The Napoli Vulcano ferry route connects Italy with Aeolian Islands and is currently operated by 3 ferry companies. SNAV operate their crossing up to 7 times per week, Alilauro 7 times per week & the Siremar service is available up to 3 times per week.
There are a combined 17 sailings available per week on the Napoli Vulcano crossing between Italy and Aeolian Islands and with 3 ferry companies on offer it is advisable to compare all to make sure you get the best fare at the time that you want to travel.
Prices shown represent the average one way price paid by our customers. The most common booking on the Napoli Vulcano route is a car and 1 passenger.
The Italian city of Naples, or Napoli as it is also called, is located in the Campania region of the country and lies on the Gulf of Naples, on southern Italy's west coast. The city is located in an enviable position between two volcanic areas, Mount Vesuvius and the Campi Flegrei. The Roman ruins of Pompeii, Herculaneum, Oplontis and Stabiae, which were destroyed the eruption of Vesuvius in 79 AD, are located close to the city as is the city of Sorrento and the beautiful Amalfi Coast. Also located close to Naples are the former parts of the Roman naval facility of Portus Julius, namely the port towns of Pozzuoli and Baia which are both to the north of Naples. The city is adorned with medieval, Baroque and Renaissance churches, castles and palaces and has long been an important centre for the arts and architecture. In the 18th century, Naples went through a period of neoclassicism, following the discovery of the remarkably intact Roman ruins of Herculaneum and Pompeii.
The port of Naples is home to several ferry, hydrofoil and SWATH (Small Waterplane Area Twin Hull) catamaran services, linking numerous locations in both the Neapolitan province, including Capri, Ischia and Sorrento, and the Salernitan province, including Salerno, Positano and Amalfi. Ferry services also operate to Sicily, Sardinia, Ponza and the Aeolian Islands.

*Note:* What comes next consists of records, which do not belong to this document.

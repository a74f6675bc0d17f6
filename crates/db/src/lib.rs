//! PostgreSQL persistence for DealChat.
//!
//! Exposes pool construction, a health check, embedded migrations, row
//! models, and the repository layer.

use sqlx::postgres::PgPoolOptions;

pub mod models;
pub mod repositories;

pub type DbPool = sqlx::PgPool;

/// Create a connection pool from a database URL.
pub async fn create_pool(database_url: &str) -> Result<DbPool, sqlx::Error> {
    PgPoolOptions::new()
        .max_connections(20)
        .connect(database_url)
        .await
}

/// Round-trip a trivial query to confirm the database is reachable.
pub async fn health_check(pool: &DbPool) -> Result<(), sqlx::Error> {
    sqlx::query("SELECT 1").execute(pool).await?;
    Ok(())
}

/// Apply all pending migrations from `db/migrations`.
pub async fn run_migrations(pool: &DbPool) -> Result<(), sqlx::migrate::MigrateError> {
    sqlx::migrate!("../../db/migrations").run(pool).await
}
//! Conversation and message models.

use dealchat_core::attachment::AttachmentKind;
use dealchat_core::roles::ChatRole;
use dealchat_core::types::{DbId, Timestamp};
use serde::{Deserialize, Serialize};
use sqlx::types::Json;
use sqlx::FromRow;

/// A file attached to a message. The upload itself happens out of band; the
/// message only carries the resulting reference.
#[derive(Debug, Clone, PartialEq, Serialize, Deserialize)]
#[serde(rename_all = "camelCase")]
pub struct Attachment {
    pub url: String,
    #[serde(rename = "type", alias = "kind")]
    pub kind: AttachmentKind,
    pub mime_type: String,
    pub file_name: String,
    pub file_size: Option<i64>,
}

/// An immutable chat message.
///
/// `sender_type` is kept as the raw wire tag: an unrecognised tag is stored
/// as-is rather than rejected.
#[derive(Debug, Clone, PartialEq, Serialize, Deserialize)]
#[serde(rename_all = "camelCase")]
pub struct ChatMessage {
    pub sender_id: String,
    pub sender_type: String,
    #[serde(rename = "message")]
    pub body: String,
    pub attachment: Option<Attachment>,
    pub timestamp: Timestamp,
}

/// A row from the `chat_messages` table.
#[derive(Debug, FromRow)]
pub(crate) struct ChatMessageRow {
    pub sender_id: String,
    pub sender_type: String,
    pub body: String,
    pub attachment: Option<Json<Attachment>>,
    pub sent_at: Timestamp,
}

impl From<ChatMessageRow> for ChatMessage {
    fn from(row: ChatMessageRow) -> Self {
        Self {
            sender_id: row.sender_id,
            sender_type: row.sender_type,
            body: row.body,
            attachment: row.attachment.map(|Json(a)| a),
            timestamp: row.sent_at,
        }
    }
}

/// A row from the `conversations` table plus its message count.
#[derive(Debug, FromRow)]
pub(crate) struct ConversationRow {
    pub id: DbId,
    pub room_id: String,
    pub product_id: String,
    pub buyer_id: String,
    pub seller_id: String,
    pub last_message: Option<Json<ChatMessage>>,
    pub buyer_unread_count: i32,
    pub seller_unread_count: i32,
    pub rating: Option<i16>,
    pub buyer_rating: Option<i16>,
    pub seller_rating: Option<i16>,
    pub message_count: i64,
    pub created_at: Timestamp,
    pub updated_at: Timestamp,
}

impl From<ConversationRow> for Conversation {
    fn from(row: ConversationRow) -> Self {
        Self {
            id: row.id,
            room_id: row.room_id,
            product_id: row.product_id,
            buyer_id: row.buyer_id,
            seller_id: row.seller_id,
            last_message: row.last_message.map(|Json(m)| m),
            buyer_unread_count: row.buyer_unread_count,
            seller_unread_count: row.seller_unread_count,
            rating: row.rating,
            buyer_rating: row.buyer_rating,
            seller_rating: row.seller_rating,
            message_count: row.message_count,
            created_at: row.created_at,
            updated_at: row.updated_at,
        }
    }
}

/// Conversation summary: everything except the message list.
#[derive(Debug, Clone, PartialEq, Serialize)]
#[serde(rename_all = "camelCase")]
pub struct Conversation {
    pub id: DbId,
    pub room_id: String,
    pub product_id: String,
    pub buyer_id: String,
    pub seller_id: String,
    pub last_message: Option<ChatMessage>,
    pub buyer_unread_count: i32,
    pub seller_unread_count: i32,
    pub rating: Option<i16>,
    pub buyer_rating: Option<i16>,
    pub seller_rating: Option<i16>,
    pub message_count: i64,
    pub created_at: Timestamp,
    pub updated_at: Timestamp,
}

impl Conversation {
    /// The side a user occupies in this conversation, if any.
    pub fn role_of(&self, user_id: &str) -> Option<ChatRole> {
        if user_id == self.buyer_id {
            Some(ChatRole::Buyer)
        } else if user_id == self.seller_id {
            Some(ChatRole::Seller)
        } else {
            None
        }
    }

    /// The other participant, if `user_id` is one of the two.
    pub fn counterpart_of(&self, user_id: &str) -> Option<&str> {
        match self.role_of(user_id)? {
            ChatRole::Buyer => Some(&self.seller_id),
            ChatRole::Seller => Some(&self.buyer_id),
        }
    }
}

/// A conversation together with its full, append-ordered message list.
#[derive(Debug, Clone, PartialEq)]
pub struct ChatHistory {
    pub conversation: Conversation,
    pub messages: Vec<ChatMessage>,
}
use std::collections::HashMap;

use axum::body::Bytes;
use axum::extract::ws::Message;
use dealchat_core::types::Timestamp;
use tokio::sync::{mpsc, RwLock};

/// Opaque id of one live WebSocket connection.
pub type ConnId = String;

/// Channel sender half for pushing messages to a WebSocket connection.
pub type WsSender = mpsc::UnboundedSender<Message>;

/// Metadata for a single WebSocket connection.
pub struct WsConnection {
    /// The room this connection is joined to. A connection is in at most one
    /// room at a time.
    pub room_id: Option<String>,
    /// Channel sender for outbound messages to this connection.
    pub sender: WsSender,
    /// When this connection was established.
    pub connected_at: Timestamp,
}

/// Manages all active WebSocket connections and their room membership.
///
/// Thread-safe via interior `RwLock`; designed to be wrapped in `Arc` and
/// shared across the application. Sends never block: each connection has an
/// unbounded channel drained by its own sender task.
pub struct WsManager {
    connections: RwLock<HashMap<ConnId, WsConnection>>,
}

impl WsManager {
    /// Create a new, empty connection manager.
    pub fn new() -> Self {
        Self {
            connections: RwLock::new(HashMap::new()),
        }
    }

    /// Register a new connection.
    ///
    /// Returns the receiver half of the message channel so the caller can
    /// forward messages to the WebSocket sink.
    pub async fn add(&self, conn_id: ConnId) -> mpsc::UnboundedReceiver<Message> {
        let (tx, rx) = mpsc::unbounded_channel();
        let conn = WsConnection {
            room_id: None,
            sender: tx,
            connected_at: chrono::Utc::now(),
        };
        self.connections.write().await.insert(conn_id, conn);
        rx
    }

    /// Remove a connection by its ID.
    pub async fn remove(&self, conn_id: &str) {
        if let Some(conn) = self.connections.write().await.remove(conn_id) {
            let secs = (chrono::Utc::now() - conn.connected_at).num_seconds();
            tracing::debug!(conn_id, connected_secs = secs, "Connection removed");
        }
    }

    /// Set (or clear) the room a connection is joined to, replacing any
    /// previous membership.
    pub async fn set_room(&self, conn_id: &str, room_id: Option<String>) {
        if let Some(conn) = self.connections.write().await.get_mut(conn_id) {
            conn.room_id = room_id;
        }
    }

    /// The room a connection is currently joined to.
    pub async fn room_of(&self, conn_id: &str) -> Option<String> {
        self.connections
            .read()
            .await
            .get(conn_id)
            .and_then(|conn| conn.room_id.clone())
    }

    /// Whether any of `conn_ids` is joined to `room_id`.
    pub async fn any_in_room(&self, conn_ids: &[ConnId], room_id: &str) -> bool {
        let conns = self.connections.read().await;
        conn_ids.iter().any(|id| {
            conns
                .get(id)
                .is_some_and(|conn| conn.room_id.as_deref() == Some(room_id))
        })
    }

    /// All connections joined to a room.
    pub async fn room_members(&self, room_id: &str) -> Vec<ConnId> {
        self.connections
            .read()
            .await
            .iter()
            .filter(|(_, conn)| conn.room_id.as_deref() == Some(room_id))
            .map(|(id, _)| id.clone())
            .collect()
    }

    /// Send a message to one connection. Returns `false` when the connection
    /// is unknown or its channel is closed.
    pub async fn send_to(&self, conn_id: &str, message: Message) -> bool {
        self.connections
            .read()
            .await
            .get(conn_id)
            .is_some_and(|conn| conn.sender.send(message).is_ok())
    }

    /// Send a message to each listed connection that is not in `skip_room`.
    ///
    /// Closed channels are skipped without affecting the others. Returns the
    /// number of connections the message was handed to.
    pub async fn send_to_many(
        &self,
        conn_ids: &[ConnId],
        message: &Message,
        skip_room: Option<&str>,
    ) -> usize {
        let conns = self.connections.read().await;
        let mut count = 0;
        for id in conn_ids {
            let Some(conn) = conns.get(id) else {
                continue;
            };
            if skip_room.is_some() && conn.room_id.as_deref() == skip_room {
                continue;
            }
            if conn.sender.send(message.clone()).is_ok() {
                count += 1;
            }
        }
        count
    }

    /// Send a message to every connection joined to `room_id`, except those
    /// listed in `exclude`.
    ///
    /// Returns the number of connections the message was handed to.
    pub async fn broadcast_to_room(
        &self,
        room_id: &str,
        message: &Message,
        exclude: &[ConnId],
    ) -> usize {
        let conns = self.connections.read().await;
        let mut count = 0;
        for (id, conn) in conns.iter() {
            if conn.room_id.as_deref() != Some(room_id) || exclude.contains(id) {
                continue;
            }
            if conn.sender.send(message.clone()).is_ok() {
                count += 1;
            }
        }
        count
    }

    /// Return the current number of active connections.
    pub async fn connection_count(&self) -> usize {
        self.connections.read().await.len()
    }

    /// Send a Close frame to every connection, then clear the map.
    ///
    /// Used during graceful shutdown to notify all clients before the
    /// server stops.
    pub async fn shutdown_all(&self) {
        let mut conns = self.connections.write().await;
        let count = conns.len();
        for conn in conns.values() {
            let _ = conn.sender.send(Message::Close(None));
        }
        conns.clear();
        tracing::info!(count, "Closed all WebSocket connections");
    }

    /// Send a Ping frame to every connected client.
    pub async fn ping_all(&self) {
        let conns = self.connections.read().await;
        for conn in conns.values() {
            let _ = conn.sender.send(Message::Ping(Bytes::new()));
        }
    }
}

impl Default for WsManager {
    fn default() -> Self {
        Self::new()
    }
}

The small Italian island of Vulcano lies in the Tyrrhenian Sea and is roughly 25 km off the coast of the island of Sicily. It is the southernmost of the eight islands that make up the Aeolian group of islands. The island has a number of volcanic centres, including one of four active, non-submarine, volcanoes in Italy. The most recent volcanic activity on the island was at the Gran Cratere at the top of the Fossa Cone, with the cone having grown in the Lentia Caldera in the middle of the island, and has had around 9 major eruptions in the last 6,000 years. However, since the eruption of the Fossa Cone between 1888 and 1890, which deposited around 5 meters of material on the summit, the island has been quiet. For the brave, visitors are able to walk to the crater of a volcano where you can observe smoke coming out of the ground! Apart from the volcanos the island is popular with tourists because of its hot springs which are only a short walk from the island's harbour.